▶ **TRY IT**
Look for "without" in each line of the entries, and return the matching lines.

━━━━━ PROVIDED MATERIAL

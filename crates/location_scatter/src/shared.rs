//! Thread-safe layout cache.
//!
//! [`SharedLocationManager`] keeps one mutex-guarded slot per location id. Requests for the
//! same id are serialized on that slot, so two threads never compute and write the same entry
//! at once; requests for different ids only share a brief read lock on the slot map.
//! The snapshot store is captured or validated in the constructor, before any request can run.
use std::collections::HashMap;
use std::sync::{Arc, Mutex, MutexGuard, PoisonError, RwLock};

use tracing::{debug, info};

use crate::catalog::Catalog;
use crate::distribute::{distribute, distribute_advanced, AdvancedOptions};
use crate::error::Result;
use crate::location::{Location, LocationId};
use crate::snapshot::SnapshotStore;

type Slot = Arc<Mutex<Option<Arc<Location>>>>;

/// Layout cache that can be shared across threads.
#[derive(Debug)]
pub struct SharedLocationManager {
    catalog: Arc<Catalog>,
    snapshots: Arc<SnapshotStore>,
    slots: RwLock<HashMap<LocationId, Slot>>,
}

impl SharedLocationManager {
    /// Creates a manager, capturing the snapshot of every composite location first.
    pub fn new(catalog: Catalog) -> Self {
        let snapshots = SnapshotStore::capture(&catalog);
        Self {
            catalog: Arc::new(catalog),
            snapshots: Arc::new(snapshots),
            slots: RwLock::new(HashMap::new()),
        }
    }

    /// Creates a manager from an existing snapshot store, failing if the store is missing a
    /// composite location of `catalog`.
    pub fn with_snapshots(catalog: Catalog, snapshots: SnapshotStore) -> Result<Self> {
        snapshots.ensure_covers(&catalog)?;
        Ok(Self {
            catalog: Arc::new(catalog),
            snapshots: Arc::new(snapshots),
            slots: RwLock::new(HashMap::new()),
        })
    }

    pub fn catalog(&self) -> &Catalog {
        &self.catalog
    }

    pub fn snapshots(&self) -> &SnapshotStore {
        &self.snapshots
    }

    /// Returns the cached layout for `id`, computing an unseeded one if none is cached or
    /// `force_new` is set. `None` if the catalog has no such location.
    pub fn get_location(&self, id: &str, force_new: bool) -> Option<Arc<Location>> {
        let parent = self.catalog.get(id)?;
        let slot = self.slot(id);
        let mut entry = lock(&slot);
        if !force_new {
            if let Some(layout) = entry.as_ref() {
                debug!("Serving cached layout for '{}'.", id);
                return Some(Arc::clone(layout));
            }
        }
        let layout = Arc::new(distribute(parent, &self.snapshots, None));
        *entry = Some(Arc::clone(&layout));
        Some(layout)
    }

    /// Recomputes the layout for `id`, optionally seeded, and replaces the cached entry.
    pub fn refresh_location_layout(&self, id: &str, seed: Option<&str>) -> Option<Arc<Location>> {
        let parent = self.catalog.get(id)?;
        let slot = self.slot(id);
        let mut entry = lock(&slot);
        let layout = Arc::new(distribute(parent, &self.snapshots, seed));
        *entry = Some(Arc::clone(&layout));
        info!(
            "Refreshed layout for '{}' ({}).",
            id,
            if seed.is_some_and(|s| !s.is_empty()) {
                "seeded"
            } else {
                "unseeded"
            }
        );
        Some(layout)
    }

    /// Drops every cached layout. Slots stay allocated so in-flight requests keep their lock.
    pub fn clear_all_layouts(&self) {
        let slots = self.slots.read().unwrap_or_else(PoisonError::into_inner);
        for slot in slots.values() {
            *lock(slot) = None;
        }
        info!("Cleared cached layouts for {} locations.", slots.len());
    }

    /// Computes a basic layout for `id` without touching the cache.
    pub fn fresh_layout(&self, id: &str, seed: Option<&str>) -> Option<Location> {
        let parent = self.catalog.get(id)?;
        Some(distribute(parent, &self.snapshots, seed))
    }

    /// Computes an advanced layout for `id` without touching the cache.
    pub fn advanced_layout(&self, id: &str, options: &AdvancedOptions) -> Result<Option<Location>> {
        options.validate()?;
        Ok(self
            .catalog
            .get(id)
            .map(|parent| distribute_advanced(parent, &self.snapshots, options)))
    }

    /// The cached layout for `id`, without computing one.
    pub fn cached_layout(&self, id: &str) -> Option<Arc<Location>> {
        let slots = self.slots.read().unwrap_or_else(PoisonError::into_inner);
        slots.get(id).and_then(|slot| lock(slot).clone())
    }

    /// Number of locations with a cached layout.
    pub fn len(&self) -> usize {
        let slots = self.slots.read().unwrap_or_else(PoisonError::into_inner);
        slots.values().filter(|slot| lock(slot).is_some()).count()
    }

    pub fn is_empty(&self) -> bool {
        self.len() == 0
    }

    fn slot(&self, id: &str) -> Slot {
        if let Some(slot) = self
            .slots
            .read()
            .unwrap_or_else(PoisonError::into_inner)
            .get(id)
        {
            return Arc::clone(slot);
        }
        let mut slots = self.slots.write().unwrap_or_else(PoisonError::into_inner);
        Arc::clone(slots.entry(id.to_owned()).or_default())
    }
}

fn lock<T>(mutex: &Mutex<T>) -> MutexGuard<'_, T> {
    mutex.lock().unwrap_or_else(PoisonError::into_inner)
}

━━━━━━━━━━

▶ **REPLY TO THE EXERCISE**
    /// Computes a basic layout for `id` without touching the cache.
    /// Computes an advanced layout for `id` without touching the cache.
    /// The cached layout for `id`, without computing one.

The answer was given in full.